Given the entries below, please return each one exactly.
*** Opening of Exercise data ***
//! Typed failures returned by capability providers.

/// Failure of a capability provider call.
///
/// Every variant carries a human-readable message suitable for direct display
/// to the caller.
#[derive(Clone, Debug, PartialEq, Eq, thiserror::Error)]
pub enum CapabilityError {
    /// The referenced display, process or plan does not exist.
    #[error("{message}")]
    NotFound {
        /// Description of what was not found.
        message: String,
    },

    /// A request field was rejected by the provider.
    #[error("{message}")]
    InvalidArgument {
        /// Name of the offending field.
        field: String,
        /// Description of the problem.
        message: String,
    },

    /// The OS facility refused or failed to execute a valid request.
    #[error("{message}")]
    OperationFailed {
        /// Description of the failure.
        message: String,
    },

    /// The capability is not available on this host.
    #[error("{message}")]
    Unsupported {
        /// Description of what is missing.
        message: String,
    },

    /// Unclassified failure.
    #[error("{message}")]
    Internal {
        /// Original diagnostic message.
        message: String,
    },
}

impl CapabilityError {
    /// Build a `NotFound` error.
    pub fn not_found(message: impl Into<String>) -> Self {
        Self::NotFound {
            message: message.into(),
        }
    }

    /// Build an `InvalidArgument` error naming `field`.
    pub fn invalid_argument(field: impl Into<String>, message: impl Into<String>) -> Self {
        Self::InvalidArgument {
            field: field.into(),
            message: message.into(),
        }
    }

    /// Build an `OperationFailed` error.
    pub fn operation_failed(message: impl Into<String>) -> Self {
        Self::OperationFailed {
            message: message.into(),
        }
    }

    /// Build an `Unsupported` error.
    pub fn unsupported(message: impl Into<String>) -> Self {
        Self::Unsupported {
            message: message.into(),
        }
    }

    /// Build an `Internal` error.
    pub fn internal(message: impl Into<String>) -> Self {
        Self::Internal {
            message: message.into(),
        }
    }

    /// Short classification string for logging.
    pub fn error_kind(&self) -> &'static str {
        match self {
            Self::NotFound { .. } => "not_found",
            Self::InvalidArgument { .. } => "invalid_argument",
            Self::OperationFailed { .. } => "operation_failed",
            Self::Unsupported { .. } => "unsupported",
            Self::Internal { .. } => "internal",
        }
    }
}

/// Result alias for provider calls.
pub type CapabilityResult<T> = Result<T, CapabilityError>;

#[cfg(test)]
mod tests {
    use super::*;

    #[test]
    fn display_is_message() {
        let err = CapabilityError::not_found("No process found with PID 42");
        assert_eq!(err.to_string(), "No process found with PID 42");
    }

    #[test]
    fn invalid_argument_keeps_field() {
        let err = CapabilityError::invalid_argument("width", "mode 1x1 is not supported");
        let CapabilityError::InvalidArgument { field, message } = &err else {
            panic!("expected InvalidArgument");
        };
        assert_eq!(field, "width");
        assert!(message.contains("1x1"));
    }

    #[test]
    fn error_kind_strings() {
        assert_eq!(CapabilityError::not_found("x").error_kind(), "not_found");
        assert_eq!(
            CapabilityError::operation_failed("x").error_kind(),
            "operation_failed"
        );
        assert_eq!(CapabilityError::unsupported("x").error_kind(), "unsupported");
        assert_eq!(CapabilityError::internal("x").error_kind(), "internal");
        assert_eq!(
            CapabilityError::invalid_argument("f", "x").error_kind(),
            "invalid_argument"
        );
    }
}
*** Close of Exercise data ***
*Exercise output:*
//! Typed failures returned by capability providers.

/// Failure of a capability provider call.
///
/// Every variant carries a human-readable message suitable for direct display
/// to the caller.
#[derive(Clone, Debug, PartialEq, Eq, thiserror::Error)]
pub enum CapabilityError {
    /// The referenced display, process or plan does not exist.
    #[error("{message}")]
    NotFound {
        /// Description of what was not found.
        message: String,
    },

    /// A request field was rejected by the provider.
    #[error("{message}")]
    InvalidArgument {
        /// Name of the offending field.
        field: String,
        /// Description of the problem.
        message: String,
    },

    /// The OS facility refused or failed to execute a valid request.
    #[error("{message}")]
    OperationFailed {
        /// Description of the failure.
        message: String,
    },

    /// The capability is not available on this host.
    #[error("{message}")]
    Unsupported {
        /// Description of what is missing.
        message: String,
    },

    /// Unclassified failure.
    #[error("{message}")]
    Internal {
        /// Original diagnostic message.
        message: String,
    },
}

impl CapabilityError {
    /// Build a `NotFound` error.
    pub fn not_found(message: impl Into<String>) -> Self {
        Self::NotFound {
            message: message.into(),
        }
    }

    /// Build an `InvalidArgument` error naming `field`.
    pub fn invalid_argument(field: impl Into<String>, message: impl Into<String>) -> Self {
        Self::InvalidArgument {
            field: field.into(),
            message: message.into(),
        }
    }

    /// Build an `OperationFailed` error.
    pub fn operation_failed(message: impl Into<String>) -> Self {
        Self::OperationFailed {
            message: message.into(),
        }
    }

    /// Build an `Unsupported` error.
    pub fn unsupported(message: impl Into<String>) -> Self {
        Self::Unsupported {
            message: message.into(),
        }
    }

    /// Build an `Internal` error.
    pub fn internal(message: impl Into<String>) -> Self {
        Self::Internal {
            message: message.into(),
        }
    }

    /// Short classification string for logging.
    pub fn error_kind(&self) -> &'static str {
        match self {
            Self::NotFound { .. } => "not_found",
            Self::InvalidArgument { .. } => "invalid_argument",
            Self::OperationFailed { .. } => "operation_failed",
            Self::Unsupported { .. } => "unsupported",
            Self::Internal { .. } => "internal",
        }
    }
}

/// Result alias for provider calls.
pub type CapabilityResult<T> = Result<T, CapabilityError>;

#[cfg(test)]
mod tests {
    use super::*;

    #[test]
    fn display_is_message() {
        let err = CapabilityError::not_found("No process found with PID 42");
        assert_eq!(err.to_string(), "No process found with PID 42");
    }

    #[test]
    fn invalid_argument_keeps_field() {
        let err = CapabilityError::invalid_argument("width", "mode 1x1 is not supported");
        let CapabilityError::InvalidArgument { field, message } = &err else {
            panic!("expected InvalidArgument");
        };
        assert_eq!(field, "width");
        assert!(message.contains("1x1"));
    }

    #[test]
    fn error_kind_strings() {
        assert_eq!(CapabilityError::not_found("x").error_kind(), "not_found");
        assert_eq!(
            CapabilityError::operation_failed("x").error_kind(),
            "operation_failed"
        );
        assert_eq!(CapabilityError::unsupported("x").error_kind(), "unsupported");
        assert_eq!(CapabilityError::internal("x").error_kind(), "internal");
        assert_eq!(
            CapabilityError::invalid_argument("f", "x").error_kind(),
            "invalid_argument"
        );
    }
}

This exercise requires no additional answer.